(Work instruction):
Filter the entries for the word "UpdateDescriptor". Copy each line that has it.

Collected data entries

BEGIN

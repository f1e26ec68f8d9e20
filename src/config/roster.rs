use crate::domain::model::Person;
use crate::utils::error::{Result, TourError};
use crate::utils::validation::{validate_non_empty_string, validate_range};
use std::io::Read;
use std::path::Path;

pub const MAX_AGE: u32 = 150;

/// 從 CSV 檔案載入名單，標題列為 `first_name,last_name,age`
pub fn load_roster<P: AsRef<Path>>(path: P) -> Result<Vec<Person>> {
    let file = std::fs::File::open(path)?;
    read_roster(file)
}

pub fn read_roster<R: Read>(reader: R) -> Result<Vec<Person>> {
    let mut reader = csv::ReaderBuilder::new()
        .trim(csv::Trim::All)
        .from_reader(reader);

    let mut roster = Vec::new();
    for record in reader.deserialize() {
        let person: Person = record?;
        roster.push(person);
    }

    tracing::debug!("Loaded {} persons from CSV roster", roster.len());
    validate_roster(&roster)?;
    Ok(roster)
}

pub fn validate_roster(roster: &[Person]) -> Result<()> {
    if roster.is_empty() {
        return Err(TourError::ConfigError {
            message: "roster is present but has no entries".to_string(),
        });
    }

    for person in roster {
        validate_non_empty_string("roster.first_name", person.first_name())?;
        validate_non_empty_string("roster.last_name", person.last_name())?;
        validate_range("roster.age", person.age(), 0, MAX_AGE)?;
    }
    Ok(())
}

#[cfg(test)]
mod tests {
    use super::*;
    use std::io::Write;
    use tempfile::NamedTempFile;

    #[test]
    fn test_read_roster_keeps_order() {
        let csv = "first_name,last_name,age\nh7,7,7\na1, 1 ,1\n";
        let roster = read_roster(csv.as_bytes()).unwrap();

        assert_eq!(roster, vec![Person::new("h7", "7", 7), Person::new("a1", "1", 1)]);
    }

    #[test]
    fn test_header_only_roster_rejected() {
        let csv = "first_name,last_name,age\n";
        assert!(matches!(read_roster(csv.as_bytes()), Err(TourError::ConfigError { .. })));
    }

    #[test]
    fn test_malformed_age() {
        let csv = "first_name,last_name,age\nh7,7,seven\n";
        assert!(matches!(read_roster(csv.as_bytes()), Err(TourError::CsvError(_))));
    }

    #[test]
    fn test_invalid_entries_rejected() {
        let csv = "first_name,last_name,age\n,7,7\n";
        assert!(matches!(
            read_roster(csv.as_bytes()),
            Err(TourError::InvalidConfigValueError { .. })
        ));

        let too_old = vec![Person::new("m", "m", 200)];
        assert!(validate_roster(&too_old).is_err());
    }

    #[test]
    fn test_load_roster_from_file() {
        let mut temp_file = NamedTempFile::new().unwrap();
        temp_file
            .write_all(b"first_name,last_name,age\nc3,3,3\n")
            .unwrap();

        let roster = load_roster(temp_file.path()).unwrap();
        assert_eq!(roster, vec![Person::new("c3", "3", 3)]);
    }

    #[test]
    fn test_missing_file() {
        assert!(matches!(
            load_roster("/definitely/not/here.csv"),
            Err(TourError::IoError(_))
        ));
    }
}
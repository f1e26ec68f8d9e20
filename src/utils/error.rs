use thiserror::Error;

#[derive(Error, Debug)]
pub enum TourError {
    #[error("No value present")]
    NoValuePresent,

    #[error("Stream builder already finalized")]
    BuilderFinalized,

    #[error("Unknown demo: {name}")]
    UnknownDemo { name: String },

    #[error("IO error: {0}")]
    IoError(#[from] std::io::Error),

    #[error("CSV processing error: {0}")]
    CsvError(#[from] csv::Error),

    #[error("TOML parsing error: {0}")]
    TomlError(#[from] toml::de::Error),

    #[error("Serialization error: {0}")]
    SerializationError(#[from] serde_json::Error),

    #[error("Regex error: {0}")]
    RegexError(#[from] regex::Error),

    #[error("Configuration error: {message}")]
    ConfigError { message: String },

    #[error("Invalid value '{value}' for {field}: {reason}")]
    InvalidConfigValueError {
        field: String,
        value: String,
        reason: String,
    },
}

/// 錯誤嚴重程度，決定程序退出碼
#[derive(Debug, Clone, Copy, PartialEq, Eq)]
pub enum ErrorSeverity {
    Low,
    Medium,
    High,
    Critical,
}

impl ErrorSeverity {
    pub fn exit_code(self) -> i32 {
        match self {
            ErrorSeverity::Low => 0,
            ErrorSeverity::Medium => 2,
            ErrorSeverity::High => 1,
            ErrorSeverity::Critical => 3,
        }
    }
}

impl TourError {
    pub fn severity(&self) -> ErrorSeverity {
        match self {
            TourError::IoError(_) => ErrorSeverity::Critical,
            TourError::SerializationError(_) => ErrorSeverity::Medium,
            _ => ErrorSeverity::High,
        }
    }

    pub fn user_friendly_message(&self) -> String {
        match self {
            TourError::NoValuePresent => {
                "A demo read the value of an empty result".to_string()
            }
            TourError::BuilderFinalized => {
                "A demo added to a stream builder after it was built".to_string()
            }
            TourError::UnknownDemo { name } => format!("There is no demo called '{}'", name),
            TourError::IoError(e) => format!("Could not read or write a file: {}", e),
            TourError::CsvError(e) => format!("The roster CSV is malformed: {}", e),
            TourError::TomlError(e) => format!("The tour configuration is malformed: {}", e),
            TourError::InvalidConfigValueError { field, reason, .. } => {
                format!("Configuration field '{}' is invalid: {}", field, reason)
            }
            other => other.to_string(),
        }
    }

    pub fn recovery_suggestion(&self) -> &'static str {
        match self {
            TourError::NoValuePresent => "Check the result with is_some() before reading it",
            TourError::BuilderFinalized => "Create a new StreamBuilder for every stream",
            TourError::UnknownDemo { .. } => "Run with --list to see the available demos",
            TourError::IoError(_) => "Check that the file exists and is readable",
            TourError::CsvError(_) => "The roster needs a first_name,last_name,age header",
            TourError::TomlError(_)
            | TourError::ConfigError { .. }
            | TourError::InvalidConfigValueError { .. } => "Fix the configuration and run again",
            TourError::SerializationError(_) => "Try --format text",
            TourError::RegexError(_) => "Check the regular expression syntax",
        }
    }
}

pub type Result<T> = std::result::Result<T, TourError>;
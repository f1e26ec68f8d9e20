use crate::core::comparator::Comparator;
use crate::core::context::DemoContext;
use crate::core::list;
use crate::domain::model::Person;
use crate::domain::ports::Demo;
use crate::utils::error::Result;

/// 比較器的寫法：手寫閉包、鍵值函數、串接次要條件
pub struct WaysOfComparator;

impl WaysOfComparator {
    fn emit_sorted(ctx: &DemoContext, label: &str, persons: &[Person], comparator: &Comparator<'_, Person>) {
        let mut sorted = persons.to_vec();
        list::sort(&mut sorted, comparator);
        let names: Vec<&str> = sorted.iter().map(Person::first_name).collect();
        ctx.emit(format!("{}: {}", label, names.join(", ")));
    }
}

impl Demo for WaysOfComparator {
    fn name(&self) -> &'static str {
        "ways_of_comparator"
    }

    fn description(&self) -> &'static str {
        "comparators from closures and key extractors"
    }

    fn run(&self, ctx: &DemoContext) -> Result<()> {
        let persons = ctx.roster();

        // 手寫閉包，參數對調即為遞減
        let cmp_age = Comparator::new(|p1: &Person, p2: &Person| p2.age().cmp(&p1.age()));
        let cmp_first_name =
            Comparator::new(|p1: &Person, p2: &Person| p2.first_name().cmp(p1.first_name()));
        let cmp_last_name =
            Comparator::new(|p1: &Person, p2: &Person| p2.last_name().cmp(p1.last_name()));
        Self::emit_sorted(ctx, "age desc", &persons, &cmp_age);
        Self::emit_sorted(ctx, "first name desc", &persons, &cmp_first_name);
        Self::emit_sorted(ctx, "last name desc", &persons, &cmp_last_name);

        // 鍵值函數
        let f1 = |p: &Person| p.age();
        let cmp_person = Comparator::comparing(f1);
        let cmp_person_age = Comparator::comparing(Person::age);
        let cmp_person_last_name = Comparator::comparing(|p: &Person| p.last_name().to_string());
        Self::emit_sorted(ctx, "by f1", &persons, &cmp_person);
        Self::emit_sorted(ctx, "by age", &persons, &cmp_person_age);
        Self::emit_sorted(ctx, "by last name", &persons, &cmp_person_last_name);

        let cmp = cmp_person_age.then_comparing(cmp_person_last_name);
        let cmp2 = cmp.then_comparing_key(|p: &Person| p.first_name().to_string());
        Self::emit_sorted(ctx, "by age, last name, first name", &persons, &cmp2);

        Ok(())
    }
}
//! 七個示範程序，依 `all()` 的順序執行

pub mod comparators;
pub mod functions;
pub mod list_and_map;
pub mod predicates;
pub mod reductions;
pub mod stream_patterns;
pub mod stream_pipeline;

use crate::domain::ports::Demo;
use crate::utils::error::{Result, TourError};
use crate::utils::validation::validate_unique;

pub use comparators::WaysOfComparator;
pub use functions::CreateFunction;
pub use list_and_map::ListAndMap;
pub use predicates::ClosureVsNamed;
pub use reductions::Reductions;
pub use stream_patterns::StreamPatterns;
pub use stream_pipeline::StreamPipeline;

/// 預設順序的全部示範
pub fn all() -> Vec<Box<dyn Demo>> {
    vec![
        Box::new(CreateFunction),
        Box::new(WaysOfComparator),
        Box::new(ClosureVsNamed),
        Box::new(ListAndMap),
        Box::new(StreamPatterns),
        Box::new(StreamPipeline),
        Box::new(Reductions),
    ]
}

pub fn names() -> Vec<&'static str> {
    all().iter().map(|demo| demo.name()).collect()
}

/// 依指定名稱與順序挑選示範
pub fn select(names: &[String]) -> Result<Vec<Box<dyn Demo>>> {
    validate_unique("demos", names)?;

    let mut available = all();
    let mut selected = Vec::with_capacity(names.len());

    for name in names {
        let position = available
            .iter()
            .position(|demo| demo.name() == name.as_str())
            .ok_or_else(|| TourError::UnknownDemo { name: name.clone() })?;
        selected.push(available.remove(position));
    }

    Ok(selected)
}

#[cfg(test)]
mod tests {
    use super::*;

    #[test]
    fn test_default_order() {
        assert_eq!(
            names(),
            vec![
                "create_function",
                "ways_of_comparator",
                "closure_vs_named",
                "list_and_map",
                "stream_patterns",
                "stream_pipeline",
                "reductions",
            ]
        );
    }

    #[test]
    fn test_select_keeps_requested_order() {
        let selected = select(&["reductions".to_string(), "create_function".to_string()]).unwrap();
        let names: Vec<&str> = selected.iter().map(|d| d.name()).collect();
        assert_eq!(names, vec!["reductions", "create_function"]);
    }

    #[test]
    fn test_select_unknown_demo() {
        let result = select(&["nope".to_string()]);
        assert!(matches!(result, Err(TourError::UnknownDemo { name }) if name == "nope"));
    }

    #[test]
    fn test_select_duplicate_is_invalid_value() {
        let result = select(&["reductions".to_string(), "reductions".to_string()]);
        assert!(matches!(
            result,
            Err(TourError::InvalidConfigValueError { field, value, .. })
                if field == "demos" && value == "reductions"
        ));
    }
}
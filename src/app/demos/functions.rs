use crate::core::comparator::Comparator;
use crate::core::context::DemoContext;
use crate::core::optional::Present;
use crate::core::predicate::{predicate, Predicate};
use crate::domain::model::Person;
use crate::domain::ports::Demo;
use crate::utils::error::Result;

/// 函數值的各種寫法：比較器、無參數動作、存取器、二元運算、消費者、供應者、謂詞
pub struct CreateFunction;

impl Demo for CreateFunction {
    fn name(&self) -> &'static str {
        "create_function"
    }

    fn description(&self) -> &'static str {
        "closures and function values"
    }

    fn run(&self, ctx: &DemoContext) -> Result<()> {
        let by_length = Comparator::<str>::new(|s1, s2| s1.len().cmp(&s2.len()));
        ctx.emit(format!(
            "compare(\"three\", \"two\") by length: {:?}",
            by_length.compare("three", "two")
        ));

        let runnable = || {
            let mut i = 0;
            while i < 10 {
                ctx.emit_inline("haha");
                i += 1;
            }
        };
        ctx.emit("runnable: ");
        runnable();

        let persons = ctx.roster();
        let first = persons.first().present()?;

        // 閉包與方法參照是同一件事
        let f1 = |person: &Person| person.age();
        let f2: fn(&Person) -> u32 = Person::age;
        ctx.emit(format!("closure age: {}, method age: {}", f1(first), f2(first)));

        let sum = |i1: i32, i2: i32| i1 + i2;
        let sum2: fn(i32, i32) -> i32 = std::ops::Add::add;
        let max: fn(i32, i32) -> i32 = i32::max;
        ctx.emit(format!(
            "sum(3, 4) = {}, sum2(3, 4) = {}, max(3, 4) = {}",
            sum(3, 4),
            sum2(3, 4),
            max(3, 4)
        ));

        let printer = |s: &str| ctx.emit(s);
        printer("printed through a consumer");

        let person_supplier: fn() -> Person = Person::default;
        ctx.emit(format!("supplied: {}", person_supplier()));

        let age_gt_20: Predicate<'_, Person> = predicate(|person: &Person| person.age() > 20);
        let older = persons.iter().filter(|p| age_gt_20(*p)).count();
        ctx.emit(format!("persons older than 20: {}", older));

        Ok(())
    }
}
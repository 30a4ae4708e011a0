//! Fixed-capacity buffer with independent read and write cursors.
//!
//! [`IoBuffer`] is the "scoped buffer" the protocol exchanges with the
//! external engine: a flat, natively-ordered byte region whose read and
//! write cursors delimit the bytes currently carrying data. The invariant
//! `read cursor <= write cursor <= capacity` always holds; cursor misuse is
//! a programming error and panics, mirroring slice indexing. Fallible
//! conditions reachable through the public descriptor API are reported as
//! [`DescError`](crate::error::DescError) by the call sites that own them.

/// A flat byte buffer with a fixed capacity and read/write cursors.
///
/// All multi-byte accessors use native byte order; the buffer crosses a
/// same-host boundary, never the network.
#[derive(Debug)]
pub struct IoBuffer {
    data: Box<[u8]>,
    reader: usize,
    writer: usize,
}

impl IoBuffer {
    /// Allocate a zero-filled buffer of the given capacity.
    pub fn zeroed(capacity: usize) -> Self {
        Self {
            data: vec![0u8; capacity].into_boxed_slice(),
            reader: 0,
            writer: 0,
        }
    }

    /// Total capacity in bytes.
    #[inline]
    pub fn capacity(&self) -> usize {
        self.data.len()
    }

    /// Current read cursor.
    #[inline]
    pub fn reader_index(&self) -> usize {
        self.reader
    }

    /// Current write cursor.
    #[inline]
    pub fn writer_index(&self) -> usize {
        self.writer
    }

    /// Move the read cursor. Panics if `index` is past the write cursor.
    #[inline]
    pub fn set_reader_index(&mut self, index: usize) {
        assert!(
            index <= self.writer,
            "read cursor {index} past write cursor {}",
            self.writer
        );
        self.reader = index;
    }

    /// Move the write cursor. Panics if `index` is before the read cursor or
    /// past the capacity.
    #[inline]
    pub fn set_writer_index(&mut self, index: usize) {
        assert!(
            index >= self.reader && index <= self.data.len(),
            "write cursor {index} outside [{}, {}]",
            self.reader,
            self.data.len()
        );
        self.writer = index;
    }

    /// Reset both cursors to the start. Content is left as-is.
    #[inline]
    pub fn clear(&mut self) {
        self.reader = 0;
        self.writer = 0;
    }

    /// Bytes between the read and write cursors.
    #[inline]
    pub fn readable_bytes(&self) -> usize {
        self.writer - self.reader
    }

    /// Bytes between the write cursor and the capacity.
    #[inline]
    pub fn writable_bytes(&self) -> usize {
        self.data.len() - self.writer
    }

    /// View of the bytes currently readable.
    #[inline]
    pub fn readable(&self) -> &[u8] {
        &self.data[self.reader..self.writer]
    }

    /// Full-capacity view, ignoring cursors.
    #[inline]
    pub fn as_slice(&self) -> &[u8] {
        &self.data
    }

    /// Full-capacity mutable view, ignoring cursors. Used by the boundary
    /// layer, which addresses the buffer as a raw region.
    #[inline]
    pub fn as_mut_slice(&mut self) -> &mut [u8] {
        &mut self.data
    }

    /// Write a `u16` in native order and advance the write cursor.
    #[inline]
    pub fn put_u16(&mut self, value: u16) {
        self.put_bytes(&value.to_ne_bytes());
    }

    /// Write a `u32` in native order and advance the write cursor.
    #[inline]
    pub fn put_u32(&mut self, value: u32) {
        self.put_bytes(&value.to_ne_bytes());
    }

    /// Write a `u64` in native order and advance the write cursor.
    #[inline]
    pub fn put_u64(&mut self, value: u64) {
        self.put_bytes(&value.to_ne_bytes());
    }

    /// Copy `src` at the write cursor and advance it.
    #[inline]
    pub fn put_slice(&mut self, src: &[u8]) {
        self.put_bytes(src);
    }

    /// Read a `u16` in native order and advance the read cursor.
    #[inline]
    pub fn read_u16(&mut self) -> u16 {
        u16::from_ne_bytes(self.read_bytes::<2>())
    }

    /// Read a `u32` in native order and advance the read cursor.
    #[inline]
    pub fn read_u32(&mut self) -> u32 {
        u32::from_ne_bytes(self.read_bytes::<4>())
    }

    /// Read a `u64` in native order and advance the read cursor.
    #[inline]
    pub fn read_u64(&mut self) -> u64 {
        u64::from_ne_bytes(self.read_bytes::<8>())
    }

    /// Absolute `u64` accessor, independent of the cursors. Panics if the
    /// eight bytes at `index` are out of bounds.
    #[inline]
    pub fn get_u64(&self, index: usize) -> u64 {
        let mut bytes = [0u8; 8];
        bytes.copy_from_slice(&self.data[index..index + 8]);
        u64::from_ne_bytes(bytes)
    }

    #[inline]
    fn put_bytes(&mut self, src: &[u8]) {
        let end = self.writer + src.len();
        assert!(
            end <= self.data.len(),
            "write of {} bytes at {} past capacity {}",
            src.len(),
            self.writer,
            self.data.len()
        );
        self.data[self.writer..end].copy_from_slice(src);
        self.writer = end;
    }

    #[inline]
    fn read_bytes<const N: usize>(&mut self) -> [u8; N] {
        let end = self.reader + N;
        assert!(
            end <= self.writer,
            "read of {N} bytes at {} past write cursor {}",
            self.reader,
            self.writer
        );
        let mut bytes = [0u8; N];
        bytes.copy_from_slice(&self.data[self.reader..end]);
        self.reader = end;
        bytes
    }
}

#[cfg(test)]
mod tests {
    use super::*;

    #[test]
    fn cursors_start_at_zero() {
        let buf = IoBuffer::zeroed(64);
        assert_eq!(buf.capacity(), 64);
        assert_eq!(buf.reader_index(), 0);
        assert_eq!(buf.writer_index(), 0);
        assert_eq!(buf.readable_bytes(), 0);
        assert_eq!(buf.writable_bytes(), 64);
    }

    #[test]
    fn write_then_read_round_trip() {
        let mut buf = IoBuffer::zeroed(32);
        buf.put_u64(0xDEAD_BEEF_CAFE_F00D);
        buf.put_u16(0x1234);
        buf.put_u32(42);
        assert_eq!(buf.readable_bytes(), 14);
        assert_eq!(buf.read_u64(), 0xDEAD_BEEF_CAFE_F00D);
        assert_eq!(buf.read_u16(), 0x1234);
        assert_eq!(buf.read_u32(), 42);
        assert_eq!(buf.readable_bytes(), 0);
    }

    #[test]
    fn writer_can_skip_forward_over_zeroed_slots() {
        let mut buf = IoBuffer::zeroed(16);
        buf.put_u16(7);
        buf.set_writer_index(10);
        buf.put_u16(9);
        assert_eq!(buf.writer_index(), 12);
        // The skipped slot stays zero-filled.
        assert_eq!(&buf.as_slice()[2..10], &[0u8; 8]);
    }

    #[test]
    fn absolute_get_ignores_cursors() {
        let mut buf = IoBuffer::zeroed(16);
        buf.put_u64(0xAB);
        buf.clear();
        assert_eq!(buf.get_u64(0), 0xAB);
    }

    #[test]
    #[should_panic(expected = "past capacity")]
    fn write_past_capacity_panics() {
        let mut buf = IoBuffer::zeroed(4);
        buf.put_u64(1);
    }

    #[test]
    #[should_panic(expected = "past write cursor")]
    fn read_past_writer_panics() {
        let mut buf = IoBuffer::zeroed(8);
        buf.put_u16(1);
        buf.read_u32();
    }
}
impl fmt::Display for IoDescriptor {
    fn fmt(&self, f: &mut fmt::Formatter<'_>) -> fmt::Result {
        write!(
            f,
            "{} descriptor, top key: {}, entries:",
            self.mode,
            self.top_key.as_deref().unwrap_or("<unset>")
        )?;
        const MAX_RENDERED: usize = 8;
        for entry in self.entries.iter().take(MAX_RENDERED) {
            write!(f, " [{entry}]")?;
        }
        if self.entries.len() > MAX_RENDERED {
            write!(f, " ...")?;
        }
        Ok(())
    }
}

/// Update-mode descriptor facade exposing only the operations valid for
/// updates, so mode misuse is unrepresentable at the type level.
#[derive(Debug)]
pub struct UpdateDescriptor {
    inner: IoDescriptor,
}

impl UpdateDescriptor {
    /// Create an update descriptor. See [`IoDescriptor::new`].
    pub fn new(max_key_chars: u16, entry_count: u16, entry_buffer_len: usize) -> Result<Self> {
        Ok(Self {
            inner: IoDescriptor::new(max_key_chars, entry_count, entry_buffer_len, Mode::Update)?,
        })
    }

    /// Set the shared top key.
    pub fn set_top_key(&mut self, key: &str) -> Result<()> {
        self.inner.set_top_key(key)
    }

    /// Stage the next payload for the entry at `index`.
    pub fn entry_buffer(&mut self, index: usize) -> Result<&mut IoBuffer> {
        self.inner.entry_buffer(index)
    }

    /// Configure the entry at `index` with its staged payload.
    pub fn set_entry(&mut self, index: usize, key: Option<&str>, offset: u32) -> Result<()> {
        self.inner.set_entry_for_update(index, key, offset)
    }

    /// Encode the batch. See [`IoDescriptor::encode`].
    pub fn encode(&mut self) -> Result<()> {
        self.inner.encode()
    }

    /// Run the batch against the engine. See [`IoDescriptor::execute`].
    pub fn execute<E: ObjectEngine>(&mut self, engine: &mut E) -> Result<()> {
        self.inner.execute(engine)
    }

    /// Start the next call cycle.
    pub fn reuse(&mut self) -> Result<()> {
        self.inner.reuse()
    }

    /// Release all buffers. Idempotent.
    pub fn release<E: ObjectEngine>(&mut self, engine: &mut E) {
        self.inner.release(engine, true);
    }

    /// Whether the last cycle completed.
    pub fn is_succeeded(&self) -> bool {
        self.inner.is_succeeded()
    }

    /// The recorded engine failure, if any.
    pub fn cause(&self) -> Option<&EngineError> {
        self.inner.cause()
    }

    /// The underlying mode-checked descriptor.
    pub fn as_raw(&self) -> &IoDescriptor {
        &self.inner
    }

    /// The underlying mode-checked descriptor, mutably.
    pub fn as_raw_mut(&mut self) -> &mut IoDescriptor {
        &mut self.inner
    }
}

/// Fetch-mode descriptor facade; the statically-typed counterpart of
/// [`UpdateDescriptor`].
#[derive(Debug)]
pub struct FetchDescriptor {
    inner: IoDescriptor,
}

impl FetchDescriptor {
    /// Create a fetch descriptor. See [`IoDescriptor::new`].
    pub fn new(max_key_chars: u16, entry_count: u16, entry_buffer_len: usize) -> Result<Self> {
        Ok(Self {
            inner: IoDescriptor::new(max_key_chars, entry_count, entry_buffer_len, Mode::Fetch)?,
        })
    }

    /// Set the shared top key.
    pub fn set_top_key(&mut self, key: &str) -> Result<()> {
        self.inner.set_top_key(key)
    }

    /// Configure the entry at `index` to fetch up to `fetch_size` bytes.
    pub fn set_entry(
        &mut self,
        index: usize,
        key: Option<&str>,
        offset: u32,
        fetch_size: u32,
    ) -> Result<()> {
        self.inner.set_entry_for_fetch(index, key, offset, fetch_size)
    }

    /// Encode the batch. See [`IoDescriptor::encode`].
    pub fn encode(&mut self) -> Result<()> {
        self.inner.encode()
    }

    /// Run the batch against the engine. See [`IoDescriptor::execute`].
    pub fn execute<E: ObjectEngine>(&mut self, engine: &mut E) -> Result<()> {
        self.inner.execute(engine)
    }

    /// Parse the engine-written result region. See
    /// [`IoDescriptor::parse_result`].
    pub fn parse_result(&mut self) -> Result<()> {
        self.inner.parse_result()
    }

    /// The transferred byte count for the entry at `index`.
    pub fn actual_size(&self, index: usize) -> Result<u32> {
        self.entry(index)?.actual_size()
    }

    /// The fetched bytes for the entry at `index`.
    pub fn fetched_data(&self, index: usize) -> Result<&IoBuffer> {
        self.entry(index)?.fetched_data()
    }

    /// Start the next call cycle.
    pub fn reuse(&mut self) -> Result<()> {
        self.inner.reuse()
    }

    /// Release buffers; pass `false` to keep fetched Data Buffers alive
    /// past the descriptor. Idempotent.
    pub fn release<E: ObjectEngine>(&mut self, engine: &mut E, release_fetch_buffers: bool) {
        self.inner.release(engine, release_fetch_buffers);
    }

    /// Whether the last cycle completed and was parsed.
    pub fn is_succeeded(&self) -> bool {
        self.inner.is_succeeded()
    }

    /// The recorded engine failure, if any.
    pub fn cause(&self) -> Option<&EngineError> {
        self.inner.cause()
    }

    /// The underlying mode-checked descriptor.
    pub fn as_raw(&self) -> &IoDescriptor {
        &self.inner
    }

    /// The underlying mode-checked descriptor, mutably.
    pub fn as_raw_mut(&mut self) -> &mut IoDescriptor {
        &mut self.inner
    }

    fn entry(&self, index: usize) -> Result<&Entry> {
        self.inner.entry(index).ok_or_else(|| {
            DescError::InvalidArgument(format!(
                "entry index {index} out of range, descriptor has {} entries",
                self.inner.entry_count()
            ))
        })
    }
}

END

(Answer below):
pub struct UpdateDescriptor {
impl UpdateDescriptor {
/// [`UpdateDescriptor`].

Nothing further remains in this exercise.